Crude Swings Amid Attacks on ISIS-Controlled Refineries

Global tensions and a strong U.S. dollar were driving big moves in commodities this week.

Cocoa rose to 3-and-a-half year high Wednesday on worsening concerns about the Ebola virus in West Africa, the top cocoa producing region in the world. If the disease were to spread to Ghana or the Ivory Coast, there could be an impact on the harvest or transportation of the crop.

Cocoa for delivery in December was recently trading at $3,373 a ton, up 34% over the past year, leading some analysts to believe the run-up may be nearing a top.

“Cocoa seems overdone by Ebola fears extending to the Ivory Coast,” said Lannie Cohen, president of Capitol Commodity Services. “It’s looking toppy here. I am looking for a place to sell it, although this rally could extend to $3,500.”

Earlier this week, the U.S. Centers for Disease Control and Prevention warned that the number of Ebola cases in Liberia and Sierra Leone could climb as high as 1.4 million by mid-January. The agency added that cases in Liberia are doubling every 15 to 20 days, while doubling every 30 to 40 days in Sierra Leone.

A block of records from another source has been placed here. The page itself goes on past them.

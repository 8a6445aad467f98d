use serde::{Deserialize, Serialize};

/// Фасет: фильтр с дискретным списком значений (мультивыбор)
#[derive(Debug, Clone, Copy, PartialEq, Eq, Hash, PartialOrd, Ord, Serialize, Deserialize)]
pub enum Facet {
    PaidStatus,
    PoType,
    SalesPersonName,
}

impl Facet {
    pub const ALL: [Facet; 3] = [Facet::PaidStatus, Facet::PoType, Facet::SalesPersonName];

    /// Name of the query parameter expected by the API
    pub fn param_name(&self) -> &'static str {
        match self {
            Facet::PaidStatus => "paidStatus",
            Facet::PoType => "poType",
            Facet::SalesPersonName => "salesPersonName",
        }
    }

    pub fn label(&self) -> &'static str {
        match self {
            Facet::PaidStatus => "Status",
            Facet::PoType => "PO Type",
            Facet::SalesPersonName => "Sales Person",
        }
    }
}

/// Result of a facet mutation: which other facets were cleared by cross-filter rules
#[derive(Debug, Clone, Default, PartialEq, Eq)]
pub struct FilterChange {
    pub cleared: Vec<Facet>,
}

impl FilterChange {
    pub fn cleared_any(&self) -> bool {
        !self.cleared.is_empty()
    }
}

/// Current facet selections of one filter context
#[derive(Debug, Clone, Default, PartialEq, Eq, Hash, Serialize, Deserialize)]
pub struct FilterState {
    #[serde(rename = "paidStatus", default)]
    pub paid_status: Vec<String>,
    #[serde(rename = "poType", default)]
    pub po_type: Vec<String>,
    #[serde(rename = "salesPersonName", default)]
    pub sales_person_name: Vec<String>,
}

impl FilterState {
    pub fn values(&self, facet: Facet) -> &[String] {
        match facet {
            Facet::PaidStatus => &self.paid_status,
            Facet::PoType => &self.po_type,
            Facet::SalesPersonName => &self.sales_person_name,
        }
    }

    fn values_mut(&mut self, facet: Facet) -> &mut Vec<String> {
        match facet {
            Facet::PaidStatus => &mut self.paid_status,
            Facet::PoType => &mut self.po_type,
            Facet::SalesPersonName => &mut self.sales_person_name,
        }
    }

    pub fn is_selected(&self, facet: Facet, value: &str) -> bool {
        self.values(facet).iter().any(|v| v == value)
    }

    /// Replace the whole list of a facet.
    ///
    /// Single entry point for every facet mutation: duplicates are dropped
    /// (first occurrence wins) and the cross-filter rule is applied here.
    /// A status filter belongs to exactly one sales person: `paidStatus` is
    /// cleared when a second person is added, and when the only selected
    /// person is removed.
    pub fn set_facet(&mut self, facet: Facet, values: Vec<String>) -> FilterChange {
        let mut unique: Vec<String> = Vec::with_capacity(values.len());
        for v in values {
            if !unique.contains(&v) {
                unique.push(v);
            }
        }
        let previous = self.values(facet).len();
        *self.values_mut(facet) = unique;

        let mut change = FilterChange::default();
        let persons = self.sales_person_name.len();
        let leaves_single_person = persons > 1 || (previous == 1 && persons == 0);
        if facet == Facet::SalesPersonName && leaves_single_person && !self.paid_status.is_empty() {
            self.paid_status.clear();
            change.cleared.push(Facet::PaidStatus);
        }
        change
    }

    /// Toggle membership of one value
    pub fn toggle(&mut self, facet: Facet, value: &str) -> FilterChange {
        let mut next = self.values(facet).to_vec();
        if let Some(pos) = next.iter().position(|v| v == value) {
            next.remove(pos);
        } else {
            next.push(value.to_string());
        }
        self.set_facet(facet, next)
    }

    pub fn clear(&mut self, facet: Facet) {
        self.values_mut(facet).clear();
    }

    pub fn reset(&mut self) {
        *self = Self::default();
    }

    /// Number of facets with at least one non-blank value
    pub fn active_count(&self) -> usize {
        Facet::ALL
            .iter()
            .filter(|f| self.values(**f).iter().any(|v| !v.trim().is_empty()))
            .count()
    }

    /// Status facet is only meaningful for a single sales person
    pub fn status_filter_allowed(&self) -> bool {
        self.sales_person_name.len() == 1
    }

    /// Request parameters, one pair per value; blank values and empty
    /// facets are dropped (absent means "no filter").
    pub fn to_params(&self) -> Vec<(&'static str, String)> {
        let mut params = Vec::new();
        for facet in Facet::ALL {
            for v in self.values(facet) {
                let v = v.trim();
                if !v.is_empty() {
                    params.push((facet.param_name(), v.to_string()));
                }
            }
        }
        params
    }

    /// Order-independent representation used by the query key
    pub fn canonical(&self) -> Vec<(Facet, Vec<String>)> {
        Facet::ALL
            .iter()
            .filter_map(|facet| {
                let mut values: Vec<String> = self
                    .values(*facet)
                    .iter()
                    .map(|v| v.trim().to_string())
                    .filter(|v| !v.is_empty())
                    .collect();
                if values.is_empty() {
                    return None;
                }
                values.sort();
                values.dedup();
                Some((*facet, values))
            })
            .collect()
    }
}

#[cfg(test)]
mod tests {
    use super::*;

    fn names(v: &[&str]) -> Vec<String> {
        v.iter().map(|s| s.to_string()).collect()
    }

    #[test]
    fn test_second_sales_person_clears_paid_status() {
        let mut state = FilterState {
            paid_status: names(&["PAID"]),
            po_type: vec![],
            sales_person_name: names(&["Alice"]),
        };

        let change = state.set_facet(Facet::SalesPersonName, names(&["Alice", "Bob"]));

        assert_eq!(state.sales_person_name, names(&["Alice", "Bob"]));
        assert!(state.paid_status.is_empty());
        assert_eq!(change.cleared, vec![Facet::PaidStatus]);
    }

    #[test]
    fn test_toggle_second_sales_person_clears_paid_status() {
        let mut state = FilterState::default();
        state.toggle(Facet::SalesPersonName, "Alice");
        state.toggle(Facet::PaidStatus, "PAID");
        assert_eq!(state.paid_status, names(&["PAID"]));

        let change = state.toggle(Facet::SalesPersonName, "Bob");
        assert!(change.cleared_any());
        assert!(state.paid_status.is_empty());
    }

    #[test]
    fn test_single_sales_person_keeps_paid_status() {
        let mut state = FilterState {
            paid_status: names(&["UNPAID"]),
            ..Default::default()
        };
        let change = state.set_facet(Facet::SalesPersonName, names(&["Alice"]));
        assert!(!change.cleared_any());
        assert_eq!(state.paid_status, names(&["UNPAID"]));
        assert!(state.status_filter_allowed());
    }

    #[test]
    fn test_removing_only_sales_person_clears_paid_status() {
        let mut state = FilterState::default();
        state.toggle(Facet::SalesPersonName, "Alice");
        state.toggle(Facet::PaidStatus, "PAID");

        let change = state.toggle(Facet::SalesPersonName, "Alice");

        assert_eq!(change.cleared, vec![Facet::PaidStatus]);
        assert!(!state.status_filter_allowed());
        assert!(state.paid_status.is_empty());
        assert!(state.to_params().is_empty());
    }

    #[test]
    fn test_status_without_sales_person_survives_other_facets() {
        let mut state = FilterState::default();
        state.toggle(Facet::PaidStatus, "UNPAID");
        let change = state.toggle(Facet::PoType, "LOCAL");
        assert!(!change.cleared_any());
        assert_eq!(state.paid_status, names(&["UNPAID"]));
    }

    #[test]
    fn test_set_facet_deduplicates() {
        let mut state = FilterState::default();
        state.set_facet(Facet::PoType, names(&["LOCAL", "EXPORT", "LOCAL"]));
        assert_eq!(state.po_type, names(&["LOCAL", "EXPORT"]));
    }

    #[test]
    fn test_toggle_removes_existing_value() {
        let mut state = FilterState::default();
        state.toggle(Facet::PoType, "LOCAL");
        state.toggle(Facet::PoType, "LOCAL");
        assert!(state.po_type.is_empty());
    }

    #[test]
    fn test_empty_values_are_not_params() {
        let state = FilterState {
            paid_status: vec![],
            po_type: names(&["", "  "]),
            sales_person_name: names(&["Alice"]),
        };
        let params = state.to_params();
        assert_eq!(params, vec![("salesPersonName", "Alice".to_string())]);
        assert!(!params.iter().any(|(k, _)| *k == "paidStatus" || *k == "poType"));
        assert_eq!(state.active_count(), 1);
    }

    #[test]
    fn test_reset_clears_every_facet() {
        let mut state = FilterState {
            paid_status: names(&["PAID"]),
            po_type: names(&["LOCAL"]),
            sales_person_name: names(&["Alice"]),
        };
        state.reset();
        assert_eq!(state, FilterState::default());
        assert_eq!(state.active_count(), 0);
    }

    #[test]
    fn test_canonical_ignores_insertion_order() {
        let a = FilterState {
            sales_person_name: names(&["Alice", "Bob"]),
            ..Default::default()
        };
        let b = FilterState {
            sales_person_name: names(&["Bob", "Alice"]),
            ..Default::default()
        };
        assert_eq!(a.canonical(), b.canonical());
    }
}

Continued tensions in the Middle East have led to a volatile oil market. The U.S. and Arab allies launched another wave of air attacks on Islamic State militants, this time targeting mobile oil refineries controlled by the militants inside Syria. West Texas Intermediate crude rose $1. 24 to $92.80 a barrel Wednesday, before trading lower Thursday.

“Despite headwinds from the US dollar pushing to its highest level in over 4 years, the crude complex is still managing to push on higher,” Matt Smith, commodity analyst at Schneider Electric, said in a note to clients this morning. “Some are attributing the rally to yesterday’s lower import-sponsored inventory drawdown in the US, but it would be more logical that geopolitical tension is lending support relating to the Middle East, as US and Arab forces launch attacks in Syria and Iraq, with 12 ISIS-controlled refineries among the targets.”

WTI is down roughly 12% over the past three months.

Another commodity making headlines is cotton, which is sitting near a five-year-low as analysts worry about oversupply. On top of that, prices came under further pressure this week on news that China is likely to cut back on its purchases. On Monday, a Chinese official said the country, which is also the world’s number one cotton consumer, is planning to slash their imports next year. Cotton futures have fallen 71% from their high on March 7, 2011.

Lastly, prices for dairy products are likely to continue to rise. Milk futures are sitting near record highs, as U.S. exports have climbed amid shrinking inventories of cheese and butter. Cheese stockpiles in July dropped 8% from a year earlier, and butter supplies fell 42%, the Department of Agriculture said last month. Milk futures are up 2.6% from their August close. Milk started 2014 below $18 per 100 pounds and is currently trading above $23.